[Record extracts — start]

//! Per-cycle frame data.
//!
//! - `FrameBundle`: the set of buffers a single capture cycle threads through
//!   the stage chain. A fresh bundle is built for every new frame.
//! - `FpsCounter`: rolling frame-rate measurement for the capture thread.

use std::collections::{HashMap, VecDeque};
use std::time::{Duration, Instant};

use image::{DynamicImage, GenericImageView, GrayImage};

/// Frame rate is measured over this trailing window.
const FPS_WINDOW: Duration = Duration::from_secs(1);

// ----------------------------------------------------------------------------
// FrameBundle
// ----------------------------------------------------------------------------

/// Buffers shared by every stage during one cycle.
///
/// `source` is the untouched capture and is only reachable through a shared
/// reference. `stream` is the working buffer each stage reads and rewrites.
/// `result` holds the published output of the most recent stage; it starts
/// as a copy of `stream` so an empty chain publishes the prepared frame.
pub struct FrameBundle {
    source: DynamicImage,
    pub stream: DynamicImage,
    pub result: DynamicImage,
    /// Optional scratch mask written by segmentation-style stages.
    pub mask: Option<GrayImage>,
    /// Named auxiliary buffers stages may hand to later stages.
    pub user: HashMap<String, DynamicImage>,
}

impl FrameBundle {
    pub fn new(source: DynamicImage, stream: DynamicImage) -> Self {
        let result = stream.clone();
        Self {
            source,
            stream,
            result,
            mask: None,
            user: HashMap::new(),
        }
    }

    pub fn source(&self) -> &DynamicImage {
        &self.source
    }

    /// Dimensions of the working buffer.
    pub fn dimensions(&self) -> (u32, u32) {
        self.stream.dimensions()
    }

    /// Write a stage output to both `stream` and `result`.
    pub fn publish(&mut self, output: &DynamicImage) {
        self.stream = output.clone();
        self.result = output.clone();
    }

    /// Consume the bundle, returning `(source, result)`.
    pub fn into_parts(self) -> (DynamicImage, DynamicImage) {
        (self.source, self.result)
    }
}

// ----------------------------------------------------------------------------
// FpsCounter
// ----------------------------------------------------------------------------

/// Counts frames over a trailing one-second window.
#[derive(Debug, Default)]
pub struct FpsCounter {
    ticks: VecDeque<Instant>,
    total: u64,
}

impl FpsCounter {
    pub fn new() -> Self {
        Self::default()
    }

    pub fn tick(&mut self) {
        self.tick_at(Instant::now());
    }

    pub(crate) fn tick_at(&mut self, now: Instant) {
        while let Some(oldest) = self.ticks.front() {
            if now.duration_since(*oldest) > FPS_WINDOW {
                self.ticks.pop_front();
            } else {
                break;
            }
        }
        self.ticks.push_back(now);
        self.total += 1;
    }

    /// Frames per second over the window, or 0 before two frames arrived.
    pub fn fps(&self) -> f32 {
        match (self.ticks.front(), self.ticks.back()) {
            (Some(first), Some(last)) if self.ticks.len() > 1 => {
                let span = last.duration_since(*first).as_secs_f32();
                if span > 0.0 {
                    (self.ticks.len() - 1) as f32 / span
                } else {
                    0.0
                }
            }
            _ => 0.0,
        }
    }

    /// Frames counted since creation.
    pub fn total(&self) -> u64 {
        self.total
    }
}
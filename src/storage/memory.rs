//! In-memory key/value backend
//!
//! Clones share the same map, so two stores built from clones of one
//! `MemoryStore` behave like two instances sharing one durable backend.

use std::cell::RefCell;
use std::collections::HashMap;
use std::rc::Rc;

use super::{KeyValueStore, StorageError};

#[derive(Debug, Default)]
struct Inner {
    entries: HashMap<String, String>,
    quota: Option<usize>,
}

impl Inner {
    fn used_bytes_without(&self, key: &str) -> usize {
        self.entries
            .iter()
            .filter(|(k, _)| k.as_str() != key)
            .map(|(k, v)| k.len() + v.len())
            .sum()
    }
}

/// In-memory key/value store keyed by string
#[derive(Debug, Clone, Default)]
pub struct MemoryStore {
    inner: Rc<RefCell<Inner>>,
}

impl MemoryStore {
    /// Create an empty store without a quota
    #[must_use]
    pub fn new() -> Self {
        Self::default()
    }

    /// Create an empty store whose keys and values may use at most `quota` bytes
    #[must_use]
    pub fn with_quota(quota: usize) -> Self {
        let store = Self::default();
        store.inner.borrow_mut().quota = Some(quota);
        store
    }

    /// Change (or lift) the byte quota on the shared map
    pub fn set_quota(&self, quota: Option<usize>) {
        self.inner.borrow_mut().quota = quota;
    }

    /// Whether `key` currently holds a value
    #[must_use]
    pub fn contains(&self, key: &str) -> bool {
        self.inner.borrow().entries.contains_key(key)
    }

    /// Number of stored keys
    #[must_use]
    pub fn len(&self) -> usize {
        self.inner.borrow().entries.len()
    }

    /// Whether the store holds no keys
    #[must_use]
    pub fn is_empty(&self) -> bool {
        self.inner.borrow().entries.is_empty()
    }
}

impl KeyValueStore for MemoryStore {
    fn get(&self, key: &str) -> Result<Option<String>, StorageError> {
        Ok(self.inner.borrow().entries.get(key).cloned())
    }

    fn set(&self, key: &str, value: &str) -> Result<(), StorageError> {
        let mut inner = self.inner.borrow_mut();
        if let Some(quota) = inner.quota {
            let needed = inner.used_bytes_without(key) + key.len() + value.len();
            if needed > quota {
                return Err(StorageError::QuotaExceeded {
                    key: key.to_string(),
                    needed,
                    quota,
                });
            }
        }
        inner.entries.insert(key.to_string(), value.to_string());
        Ok(())
    }

    fn remove(&self, key: &str) -> Result<(), StorageError> {
        self.inner.borrow_mut().entries.remove(key);
        Ok(())
    }
}
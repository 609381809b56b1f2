//! Configuration module for favr
//!
//! Manages application configuration: where the registry database lives,
//! default verbosity, and whether `clear` asks for confirmation.
//! Configuration is stored in the user's config directory and can be
//! overridden with `FAVR_`-prefixed environment variables
//! (e.g. `FAVR_QUIET=true`).

use config::{Config, ConfigError, Environment, File, FileFormat};
use serde::{Deserialize, Serialize};
use std::fs;
use std::path::{Path, PathBuf};

const ENV_PREFIX: &str = "FAVR";

fn default_log_level() -> String {
    "warn".to_string()
}

const fn default_true() -> bool {
    true
}

/// Application configuration structure
#[derive(Debug, Serialize, Deserialize, Clone, PartialEq, Eq)]
pub struct FavrConfig {
    /// Path of the registry database; defaults to the user data directory
    #[serde(default, skip_serializing_if = "Option::is_none")]
    pub database: Option<PathBuf>,

    /// Suppress informational output by default
    #[serde(default)]
    pub quiet: bool,

    /// Log filter used when `RUST_LOG` is not set
    #[serde(default = "default_log_level")]
    pub log_level: String,

    /// Ask before clearing all favorites
    #[serde(default = "default_true")]
    pub confirm_clear: bool,
}

impl Default for FavrConfig {
    fn default() -> Self {
        Self {
            database: None,
            quiet: false,
            log_level: default_log_level(),
            confirm_clear: true,
        }
    }
}

impl FavrConfig {
    /// Get the path to the config file
    ///
    /// # Errors
    ///
    /// Returns `ConfigError` if the system config directory cannot be determined.
    pub fn config_path() -> Result<PathBuf, ConfigError> {
        let config_dir = dirs::config_dir()
            .ok_or_else(|| ConfigError::Message("Could not determine config directory".to_string()))?;

        Ok(config_dir.join("favr").join("config.toml"))
    }

    /// Load configuration from the default location, creating it if it doesn't exist
    ///
    /// # Errors
    ///
    /// Returns `ConfigError` if the config file cannot be read, parsed, or created.
    pub fn load() -> Result<Self, ConfigError> {
        let config_path = Self::config_path()?;

        if !config_path.exists() {
            Self::default().save_to(&config_path)?;
        }

        Self::load_from(&config_path)
    }

    /// Load configuration from `path`, layered with environment overrides
    ///
    /// # Errors
    ///
    /// Returns `ConfigError` if the file cannot be read or does not match the
    /// configuration structure.
    pub fn load_from(path: &Path) -> Result<Self, ConfigError> {
        let settings = Config::builder()
            .add_source(File::from(path).format(FileFormat::Toml))
            .add_source(Environment::with_prefix(ENV_PREFIX).try_parsing(true))
            .build()?;

        settings.try_deserialize()
    }

    /// Save configuration to `path`
    ///
    /// # Errors
    ///
    /// Returns `ConfigError` if the config directory cannot be created, the configuration
    /// cannot be serialized to TOML, or the file cannot be written.
    pub fn save_to(&self, path: &Path) -> Result<(), ConfigError> {
        if let Some(parent) = path.parent() {
            fs::create_dir_all(parent)
                .map_err(|e| ConfigError::Message(format!("Failed to create config directory: {e}")))?;
        }

        let toml_string = toml::to_string_pretty(self)
            .map_err(|e| ConfigError::Message(format!("Failed to serialize config: {e}")))?;

        fs::write(path, toml_string)
            .map_err(|e| ConfigError::Message(format!("Failed to write config file: {e}")))?;

        Ok(())
    }

    /// Resolve the registry database path
    ///
    /// # Errors
    ///
    /// Returns `ConfigError` if no path is configured and the system data
    /// directory cannot be determined.
    pub fn database_path(&self) -> Result<PathBuf, ConfigError> {
        if let Some(path) = &self.database {
            return Ok(path.clone());
        }

        let data_dir = dirs::data_local_dir()
            .ok_or_else(|| ConfigError::Message("Could not determine data directory".to_string()))?;
        Ok(data_dir.join("favr").join("registry"))
    }
}

#[cfg(test)]
mod tests {
    use super::*;
    use tempfile::TempDir;

    #[test]
    fn test_default_config() {
        let config = FavrConfig::default();
        assert!(config.database.is_none());
        assert!(!config.quiet);
        assert_eq!(config.log_level, "warn");
        assert!(config.confirm_clear);
    }

    #[test]
    fn test_save_and_load() {
        let temp_dir = TempDir::new().unwrap();
        let path = temp_dir.path().join("nested").join("config.toml");

        let config = FavrConfig {
            database: Some(PathBuf::from("/tmp/favr_registry")),
            quiet: true,
            log_level: "debug".to_string(),
            confirm_clear: false,
        };
        config.save_to(&path).unwrap();

        let loaded = FavrConfig::load_from(&path).unwrap();
        assert_eq!(loaded, config);
    }

    #[test]
    fn test_missing_fields_use_defaults() {
        let temp_dir = TempDir::new().unwrap();
        let path = temp_dir.path().join("config.toml");
        fs::write(&path, "quiet = true\n").unwrap();

        let loaded = FavrConfig::load_from(&path).unwrap();
        assert!(loaded.quiet);
        assert_eq!(loaded.log_level, "warn");
        assert!(loaded.confirm_clear);
        assert!(loaded.database.is_none());
    }

    #[test]
    fn test_persistence_format() {
        let temp_dir = TempDir::new().unwrap();
        let path = temp_dir.path().join("config.toml");

        FavrConfig::default().save_to(&path).unwrap();

        let content = fs::read_to_string(&path).unwrap();
        assert!(content.contains("log_level = \"warn\""));
        assert!(!content.contains("database"));
    }

    #[test]
    fn test_explicit_database_path_wins() {
        let config = FavrConfig {
            database: Some(PathBuf::from("/srv/favr")),
            ..FavrConfig::default()
        };
        assert_eq!(config.database_path().unwrap(), PathBuf::from("/srv/favr"));
    }

    #[test]
    fn test_malformed_file_is_an_error() {
        let temp_dir = TempDir::new().unwrap();
        let path = temp_dir.path().join("config.toml");
        fs::write(&path, "quiet = [not toml").unwrap();

        assert!(FavrConfig::load_from(&path).is_err());
    }
}
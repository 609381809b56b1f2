//! Testing utilities for favr
//!
//! This module provides helpers for writing tests: a `TestSledStore` wrapper
//! for temporary on-disk backends, a memory-backed store with a fixed clock,
//! and a listener that records every event it receives.
//!
//! Only available when compiled with `cfg(test)`.

use chrono::{DateTime, TimeZone, Utc};
use std::cell::RefCell;
use std::rc::Rc;
use tempfile::TempDir;

use crate::clock::FixedClock;
use crate::events::{ChangeEvent, EventChannel, Listener, listener};
use crate::favorites::FavoritesStore;
use crate::storage::{MemoryStore, SledStore};

/// Timestamp every test clock starts at
pub fn test_time() -> DateTime<Utc> {
    Utc.with_ymd_and_hms(2024, 6, 1, 8, 0, 0).unwrap()
}

/// Favorites store over a fresh in-memory backend with a fixed clock
pub fn memory_favorites() -> FavoritesStore<MemoryStore> {
    favorites_over(MemoryStore::new())
}

/// Favorites store over `backend` with a fixed clock
pub fn favorites_over(backend: MemoryStore) -> FavoritesStore<MemoryStore> {
    FavoritesStore::with_parts(
        backend,
        EventChannel::new(),
        Box::new(FixedClock::new(test_time())),
    )
}

/// Listener that appends every event to a shared log
pub fn recorder() -> (Listener, Rc<RefCell<Vec<ChangeEvent>>>) {
    let events = Rc::new(RefCell::new(Vec::new()));
    let sink = Rc::clone(&events);
    let handle = listener(move |event: &ChangeEvent| {
        sink.borrow_mut().push(event.clone());
        Ok(())
    });
    (handle, events)
}

/// Wrapper for a temporary sled backend that is removed on drop
///
/// # Examples
/// ```ignore
/// let test_store = TestSledStore::new();
/// test_store.store().set("k", "v").unwrap();
/// // Directory removed when test_store is dropped
/// ```
pub struct TestSledStore {
    // Field order matters: the store must be dropped before its directory
    store: SledStore,
    _dir: TempDir,
}

impl TestSledStore {
    /// # Panics
    /// Panics if the temporary directory or the database cannot be created.
    pub fn new() -> Self {
        let dir = TempDir::new().expect("Failed to create temp dir");
        let store = SledStore::open(dir.path().join("registry")).expect("Failed to open test store");
        Self { store, _dir: dir }
    }

    pub const fn store(&self) -> &SledStore {
        &self.store
    }
}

[Record extracts — finish]

__Problem to work on__. Going through the entries above, report how many lines include the string "capture". The number alone is the answer.

__Exercise solution__. 3